The “you can leave if you want” addition is particularly damaging because it reveals an attitude problem beyond fiscal constraints. Even if the government truly cannot afford salary increases, telling soldiers they can quit suggests the president doesn’t view their service as essential or valued. It treats national defense as optional employment rather than sacred duty.
Conclusion: Investment Versus Dismissal

The house named “Mahadsanid Madaxweyne” represents gratitude for real achievements (the maritime victory, the airspace reclamation, the army building with dignified compensation and salary increases) combined with the emotional appeal of a leader who made Somalis feel proud rather than pitied, valued rather than disposable. This is populism’s power when it aligns with genuine investment in national institutions.
The contrast with Hassan Sheikh reveals a fundamental political truth: voters distinguish between leaders who invest in the nation even during hardship, and leaders who claim constraints while telling defenders of the nation they can leave if dissatisfied. Farmajo increased soldier salaries during a pandemic; Hassan Sheikh says he cannot afford increases during relative stability and adds that soldiers can quit if they want, all while facing land-grabbing accusations. One builds institutions and honors sacrifice; the other dismisses both.
As Somalia approaches the 2026 elections, the lessons are clear. Somali voters reward leaders who combine concrete institutional investment with nationalist symbolism and respect for those who serve. They punish leaders who appear weak abroad, extractive at home, and dismissive toward soldiers. Hassan Sheikh demonstrates that military victories mean little when soldiers are told they’re replaceable, and that liberating territory rings hollow when public property disappears into private hands while the military is told to accept stagnant wages, or leave.
Farmajo proved that ensuring dignity through proper compensation, winning legal battles through preparation, and reclaiming sovereignty through patient effort creates formidable political capital. His supporters didn’t gift him a house for promises, they did so for what they perceived as delivery under difficult circumstances, for a leader who invested in them when it mattered most and never told them they could leave if they wanted better.

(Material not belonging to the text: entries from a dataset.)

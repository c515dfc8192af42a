//! Builds the expense breakdown chart.

use charming::{
    Chart,
    component::Title,
    element::{JsFunction, Label, Tooltip, Trigger},
    series::Pie,
};
use maud::PreEscaped;

use crate::html::HeadElement;

/// A chart along with the HTML element ID to render it into.
pub(super) struct ExpenseChart {
    /// The HTML element ID to use for the chart (kebab-case)
    pub id: &'static str,
    /// The ECharts configuration as a JSON string
    pub options: String,
}

/// Creates a pie chart showing the share of expenses per category.
pub(super) fn expense_breakdown_chart(expense_totals: &[(String, i64)]) -> ExpenseChart {
    let data: Vec<(f64, &str)> = expense_totals
        .iter()
        .map(|(category, amount)| (*amount as f64, category.as_str()))
        .collect();

    let chart = Chart::new()
        .title(Title::new().text("Pengeluaran per Kategori").left("center"))
        .tooltip(rupiah_tooltip())
        .series(
            Pie::new()
                .name("Pengeluaran")
                .radius("55%")
                .data(data)
                .label(Label::new().formatter("{b}: {d}%")),
        );

    ExpenseChart {
        id: "expense-breakdown-chart",
        options: chart.to_string(),
    }
}

/// Creates the script that renders the given charts once the page has loaded.
pub(super) fn charts_script(charts: &[ExpenseChart]) -> HeadElement {
    let script = charts
        .iter()
        .map(|chart| {
            format!(
                r#"(function() {{
                    const chartDom = document.getElementById("{}");
                    const chart = echarts.init(chartDom);
                    const option = {};
                    chart.setOption(option);
                    window.addEventListener('resize', chart.resize);

                    const darkModeMediaQuery = window.matchMedia('(prefers-color-scheme: dark)');
                    const updateTheme = () => {{
                        const isDarkMode = darkModeMediaQuery.matches;
                        chart.setTheme(isDarkMode ? 'dark' : 'default');
                    }}
                    darkModeMediaQuery.addEventListener('change', updateTheme);
                    updateTheme();
                }})();"#,
                chart.id, chart.options
            )
        })
        .collect::<Vec<_>>()
        .join("\n");

    let wrapped_script = format!(
        "document.addEventListener('DOMContentLoaded', function() {{\n{script}\n}});"
    );

    HeadElement::ScriptSource(PreEscaped(wrapped_script))
}

#[inline]
fn rupiah_formatter() -> JsFunction {
    JsFunction::new_with_args(
        "number",
        "const currencyFormatter = new Intl.NumberFormat('id-ID', { style: 'currency', \
        currency: 'IDR', maximumFractionDigits: 0 }); \
        return (number) ? currencyFormatter.format(number) : \"-\";",
    )
}

fn rupiah_tooltip() -> Tooltip {
    Tooltip::new()
        .trigger(Trigger::Item)
        .value_formatter(rupiah_formatter())
}
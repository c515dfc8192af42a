//! Defines the page with the form for recording a new transaction.

use axum::{
    extract::{FromRef, State},
    response::{IntoResponse, Response},
};
use maud::{Markup, html};

use crate::{
    AppState, Error,
    endpoints,
    html::{
        BUTTON_PRIMARY_STYLE, FORM_CONTAINER_STYLE, base, loading_spinner, rupiah_input_styles,
    },
    ledger::TransactionType,
    navigation::NavBar,
    timezone::today_in,
};

use super::form::{TransactionFormDefaults, transaction_form_fields};

/// The state needed for the new transaction page.
#[derive(Debug, Clone)]
pub struct NewTransactionPageState {
    /// The local timezone as a canonical timezone name, e.g. "Asia/Jakarta".
    pub local_timezone: String,
}

impl FromRef<AppState> for NewTransactionPageState {
    fn from_ref(state: &AppState) -> Self {
        Self {
            local_timezone: state.local_timezone.clone(),
        }
    }
}

/// Renders the page with the form for recording a new transaction.
///
/// The form defaults to an expense on today's date in the configured
/// timezone.
pub async fn get_new_transaction_page(
    State(state): State<NewTransactionPageState>,
) -> Result<Response, Error> {
    let Some(today) = today_in(&state.local_timezone) else {
        tracing::error!("Invalid timezone {}", state.local_timezone);
        return Err(Error::InvalidTimezoneError(state.local_timezone));
    };

    let defaults = TransactionFormDefaults {
        transaction_type: TransactionType::Expense,
        date: today,
    };
    let nav_bar = NavBar::new(endpoints::NEW_TRANSACTION_VIEW);

    Ok(new_transaction_view(nav_bar, &defaults).into_response())
}

fn new_transaction_view(nav_bar: NavBar, defaults: &TransactionFormDefaults) -> Markup {
    let content = html! {
        (nav_bar.into_html())
        div class=(FORM_CONTAINER_STYLE) {
            form
                hx-post=(endpoints::TRANSACTIONS_API)
                hx-target-error="#alert-container"
                class="w-full space-y-4 md:space-y-6"
            {
                h2 class="text-xl font-bold" { "Tambah Transaksi" }
                (transaction_form_fields(defaults))
                button type="submit" id="submit-button" tabindex="0" class=(BUTTON_PRIMARY_STYLE) {
                    span id="indicator" class="inline htmx-indicator" { (loading_spinner()) }
                    " Simpan"
                }
            }
        }
    };

    base("Tambah Transaksi", &[rupiah_input_styles()], &content)
}

#[cfg(test)]
mod new_transaction_page_tests {
    use axum::{
        body::Body,
        extract::State,
        http::{Response, StatusCode},
    };
    use scraper::{ElementRef, Html, Selector};

    use crate::{Error, endpoints};

    use super::{NewTransactionPageState, get_new_transaction_page};

    fn new_test_state() -> NewTransactionPageState {
        NewTransactionPageState {
            local_timezone: "Asia/Jakarta".to_owned(),
        }
    }

    #[tokio::test]
    async fn page_displays_form() {
        let response = get_new_transaction_page(State(new_test_state()))
            .await
            .unwrap();

        assert_eq!(response.status(), StatusCode::OK);
        let html = parse_html(response).await;
        assert_valid_html(&html);

        let form = assert_correct_form(&html);
        assert_correct_inputs(&form);
        assert_has_submit_button(&form);
    }

    #[tokio::test]
    async fn page_reports_invalid_timezone() {
        let state = NewTransactionPageState {
            local_timezone: "Not/AZone".to_owned(),
        };

        let result = get_new_transaction_page(State(state)).await;

        assert_eq!(
            result.map(|_| ()),
            Err(Error::InvalidTimezoneError("Not/AZone".to_owned()))
        );
    }

    async fn parse_html(response: Response<Body>) -> Html {
        let body = response.into_body();
        let body = axum::body::to_bytes(body, usize::MAX).await.unwrap();
        let text = String::from_utf8_lossy(&body).to_string();

        Html::parse_document(&text)
    }

    #[track_caller]
    fn assert_valid_html(html: &Html) {
        assert!(html.errors.is_empty(), "Got HTML parsing errors: {:?}", html.errors);
    }

    #[track_caller]
    fn assert_correct_form(html: &Html) -> ElementRef<'_> {
        let form_selector = Selector::parse("form").unwrap();
        let forms: Vec<_> = html.select(&form_selector).collect();
        assert_eq!(forms.len(), 1, "expected exactly one form");

        let form = forms[0];
        assert_eq!(form.attr("hx-post"), Some(endpoints::TRANSACTIONS_API));

        form
    }

    #[track_caller]
    fn assert_correct_inputs(form: &ElementRef<'_>) {
        let expected_input_types = vec![("amount", "number"), ("date", "date"), ("note", "text")];

        for (name, element_type) in expected_input_types {
            let selector = Selector::parse(&format!("input[type={element_type}]")).unwrap();
            let inputs: Vec<_> = form.select(&selector).collect();
            assert_eq!(inputs.len(), 1, "expected one input of type {element_type}");
            assert_eq!(inputs[0].attr("name"), Some(name));
        }

        let radio_selector = Selector::parse("input[type=radio]").unwrap();
        assert_eq!(form.select(&radio_selector).count(), 2, "expected two radio inputs");

        let select_selector = Selector::parse("select[name=category]").unwrap();
        assert_eq!(form.select(&select_selector).count(), 1, "expected a category select");
    }

    #[track_caller]
    fn assert_has_submit_button(form: &ElementRef<'_>) {
        let button_selector = Selector::parse("button").unwrap();
        let buttons: Vec<_> = form.select(&button_selector).collect();
        assert_eq!(buttons.len(), 1, "expected exactly one button");
        assert_eq!(buttons[0].attr("type"), Some("submit"));
    }
}
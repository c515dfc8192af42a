//! Defines sums and groupings calculated over the ledger.

use std::collections::BTreeMap;

use crate::{
    Error,
    ledger::{Transaction, TransactionType},
};

/// The summed income and expenses of a ledger.
#[derive(Debug, Clone, Copy, PartialEq, Eq, Default)]
pub struct LedgerTotals {
    /// The sum of all income amounts.
    pub income: i64,
    /// The sum of all expense amounts.
    pub expense: i64,
}

impl LedgerTotals {
    /// Income minus expenses.
    pub fn balance(self) -> i64 {
        self.income - self.expense
    }
}

/// Sums the transaction amounts per transaction type.
///
/// A type with no transactions contributes zero.
pub fn totals_by_type(transactions: &[Transaction]) -> LedgerTotals {
    let mut totals = LedgerTotals::default();

    for transaction in transactions {
        match transaction.transaction_type {
            TransactionType::Income => totals.income += transaction.amount,
            TransactionType::Expense => totals.expense += transaction.amount,
        }
    }

    totals
}

/// Sums the expense amounts per category.
///
/// Income rows are ignored. The result is sorted by category name so callers
/// get the same order on every call.
pub fn expense_by_category(transactions: &[Transaction]) -> Vec<(String, i64)> {
    let mut totals: BTreeMap<&str, i64> = BTreeMap::new();

    for transaction in transactions {
        if transaction.transaction_type == TransactionType::Expense {
            *totals.entry(transaction.category.as_str()).or_insert(0) += transaction.amount;
        }
    }

    totals
        .into_iter()
        .map(|(category, amount)| (category.to_owned(), amount))
        .collect()
}

/// The category with the largest summed expenses and that sum.
///
/// When several categories tie for the largest sum, the one that sorts first
/// by name wins. Returns [`Error::NoExpenses`] when the ledger holds no
/// expense rows at all.
pub fn top_expense_category(transactions: &[Transaction]) -> Result<(String, i64), Error> {
    let mut top: Option<(String, i64)> = None;

    for (category, amount) in expense_by_category(transactions) {
        if top
            .as_ref()
            .is_none_or(|(_, top_amount)| amount > *top_amount)
        {
            top = Some((category, amount));
        }
    }

    top.ok_or(Error::NoExpenses)
}
//! Defines the endpoint serving the category options for a transaction type.

use axum::extract::Query;
use maud::{Markup, html};
use serde::Deserialize;

use crate::ledger::TransactionType;

/// The query parameters for the category options endpoint.
#[derive(Debug, Deserialize)]
pub struct CategoryOptionsQuery {
    /// The transaction type to list the categories of.
    pub transaction_type: TransactionType,
}

/// Creates the option elements for the categories of the given transaction
/// type.
pub fn category_options(transaction_type: TransactionType) -> Markup {
    html! {
        @for category in transaction_type.categories() {
            option value=(category) { (category) }
        }
    }
}

/// Route handler serving the category options for a transaction type.
///
/// The new transaction form swaps these options into its category select when
/// the transaction type changes.
pub async fn get_category_options(Query(query): Query<CategoryOptionsQuery>) -> Markup {
    category_options(query.transaction_type)
}
//! The dashboard page.
//!
//! Summarises the ledger with income, expense and balance figures and lists
//! the recorded transactions, newest first.

mod cards;
mod handlers;
mod tables;

pub use handlers::{DashboardState, get_dashboard_page};
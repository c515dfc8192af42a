//! Defines the template and route handler for the 404 not found page.

use axum::{
    http::StatusCode,
    response::{Html, IntoResponse, Response},
};

use crate::html::error_view;

/// The page shown when the requested resource does not exist.
pub struct NotFoundError;

impl NotFoundError {
    /// Renders the error page to HTML.
    pub fn into_html(self) -> Html<String> {
        Html(
            error_view(
                "Halaman Tidak Ditemukan",
                "404",
                "Halaman tidak ditemukan.",
                "Periksa kembali alamat yang dimasukkan atau kembali ke beranda.",
            )
            .into_string(),
        )
    }
}

impl IntoResponse for NotFoundError {
    fn into_response(self) -> Response {
        (StatusCode::NOT_FOUND, self.into_html()).into_response()
    }
}

/// Route handler for paths that do not match any other route.
pub async fn get_404_not_found() -> Response {
    NotFoundError.into_response()
}
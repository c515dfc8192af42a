//! The API endpoints URIs.

/// The root path, redirects to the dashboard page.
pub const ROOT: &str = "/";

/// The dashboard page summarising the ledger.
pub const DASHBOARD_VIEW: &str = "/dashboard";

/// The page with the form for recording a new transaction.
pub const NEW_TRANSACTION_VIEW: &str = "/transactions/new";

/// The page with the expense breakdown chart.
pub const CHART_VIEW: &str = "/chart";

/// The endpoint for creating a transaction.
pub const TRANSACTIONS_API: &str = "/api/transactions";

/// The endpoint serving the category options for a transaction type.
pub const CATEGORY_OPTIONS_API: &str = "/api/category-options";

/// The endpoint for brewing coffee.
pub const COFFEE: &str = "/coffee";
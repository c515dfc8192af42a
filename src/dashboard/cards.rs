//! Builds the cards summarising the ledger totals.

use maud::{Markup, html};

use crate::{html::format_rupiah, ledger::LedgerTotals};

/// Styling for a summary card.
const CARD_STYLE: &str = "p-4 bg-white rounded-lg shadow dark:bg-gray-800";

/// Styling for the label of a summary card.
const CARD_LABEL_STYLE: &str = "text-sm font-medium text-gray-500 dark:text-gray-400";

const CARD_VALUE_GREEN_STYLE: &str = "text-green-600 dark:text-green-400";
const CARD_VALUE_RED_STYLE: &str = "text-red-600 dark:text-red-400";
const CARD_VALUE_NEUTRAL_STYLE: &str = "text-gray-900 dark:text-white";

/// Gets the CSS class for coloring an amount (green for positive, red for
/// negative).
fn amount_color_class(amount: i64) -> &'static str {
    if amount > 0 {
        CARD_VALUE_GREEN_STYLE
    } else if amount < 0 {
        CARD_VALUE_RED_STYLE
    } else {
        CARD_VALUE_NEUTRAL_STYLE
    }
}

/// Creates the row of cards showing income, expenses and the balance.
pub(super) fn summary_cards(totals: LedgerTotals) -> Markup {
    html! {
        div class="grid grid-cols-1 gap-4 sm:grid-cols-3 w-full mb-6" {
            (card("Pemasukan", totals.income, CARD_VALUE_GREEN_STYLE))
            (card("Pengeluaran", totals.expense, CARD_VALUE_RED_STYLE))
            (card("Saldo", totals.balance(), amount_color_class(totals.balance())))
        }
    }
}

fn card(label: &str, amount: i64, value_style: &str) -> Markup {
    html! {
        div class=(CARD_STYLE) {
            p class=(CARD_LABEL_STYLE) { (label) }
            p class={"text-2xl font-semibold " (value_style)} { (format_rupiah(amount)) }
        }
    }
}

The challenge for Somalia’s democracy is ensuring future leaders must deliver institutional investment and nationalist achievement within constitutional constraints. The “Mahadsanid Madaxweyne” house stands as testament to what Somali voters value: leaders who invest in the nation, respect its defenders through tangible compensation and verbal dignity, and make citizens feel Somalia matters, not leaders who tell soldiers “you can leave if you want.”
The question is whether Somalia’s institutions can produce leaders who understand that building a nation requires valuing those who defend it, not dismissing them when they ask for fair compensation. The answer will shape not just the 2026 elections, but the future of Somali democracy itself, whether it rewards institutional builders who honor sacrifice, or becomes a rotating cast of extractive elites managing decline while telling soldiers they’re free to quit if unhappy about being undervalued.